Evaluation of cake filtration biological reactors (CFBR) vs. membrane biological reactors (MBR) in a pilot scale plant

Abstract

In this study, cake filtration biological reactors (CFBR) and membrane biological reactors (MBR) were operated in the same environment. The initial flux of CFBR was 1,517.5L/h/m2 and the start-up cake resistance was around 6kPa. The flux dropped sharply during the first run, and at the end of first run flux was 110L/h/m2. During the second run, the flux declined further from 60L/h/m2 to 48L/h/m2 and during the last 4,000hours period flux was considered to be stable.
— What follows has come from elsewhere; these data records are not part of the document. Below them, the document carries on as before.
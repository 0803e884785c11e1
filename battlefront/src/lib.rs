// Copyright 2020 Zachary Stewart
//
// Licensed under the Apache License, Version 2.0 (the "License");
// you may not use this file except in compliance with the License.
// You may obtain a copy of the License at
//
//     http://www.apache.org/licenses/LICENSE-2.0
//
// Unless required by applicable law or agreed to in writing, software
// distributed under the License is distributed on an "AS IS" BASIS,
// WITHOUT WARRANTIES OR CONDITIONS OF ANY KIND, either express or implied.
// See the License for the specific language governing permissions and
// limitations under the License.

//! Turn engine for Nebula Battlefront, a two-player game of hidden fleets in space.
//!
//! Each player hides single-cell vessels and a handful of bonus planets on a square
//! board. Players take turns firing at the other's board; uncovering a planet grants an
//! immediate extra shot, and the first player to lose every vessel loses the match.
//!
//! The crate performs no I/O. Human input arrives through
//! [`CoordinateSource`][game::CoordinateSource], progress is reported through
//! [`EventSink`][game::EventSink], and all randomness comes from generators supplied by
//! the caller.

pub mod board;
pub mod game;
pub mod player;
pub mod ships;
pub mod targeting;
However, the pressure difference (∆p) increased steadily for about 2,300hours until it reached a stable ∆p value at the termination of the run. On the other hand, the design operation flux of the membranes was 17.5L/h/m2. The system was operated around design flux values; however, more stable operation was achieved when the flux was around 9L/h/m2. Both the cloth filter and the membrane produced effluents with suspended solid concentrations of less than 10mg/L, but the effluent quality of the cloth filter was inferior to the membrane with respect to coliform removal. Activated sludge cake, which formed on cloth media during filtration, was evaluated according to conventional cake filtration theory using the plots of V vs. t and t/V vs. V. The plot of V vs. time t for filtration of different MLSS concentrations in laboratory cell was best fitted to second order polynomial regression (R2>0.98); a linear relationship between t/V against V was not observed. Separately, an evaluation of V vs. t showed that CFBR was best fitted to second order polynomial regression (R2=0.995 for first run and R2=0.989 for second run); however, a linear relationship between the reciprocal of filtration rate (t/V) and the cumulative volume was observed individually. A transition between two linear plots was considered to be a change in the filtration characteristics. Standard blocking model plots of CFBR were fitted better (R2>0.95) than complete blocking and intermediate blocking models with the measured data for the initial period of filtration; the latter period of filtration was best fitted to the cake filtration model (R2>0.99).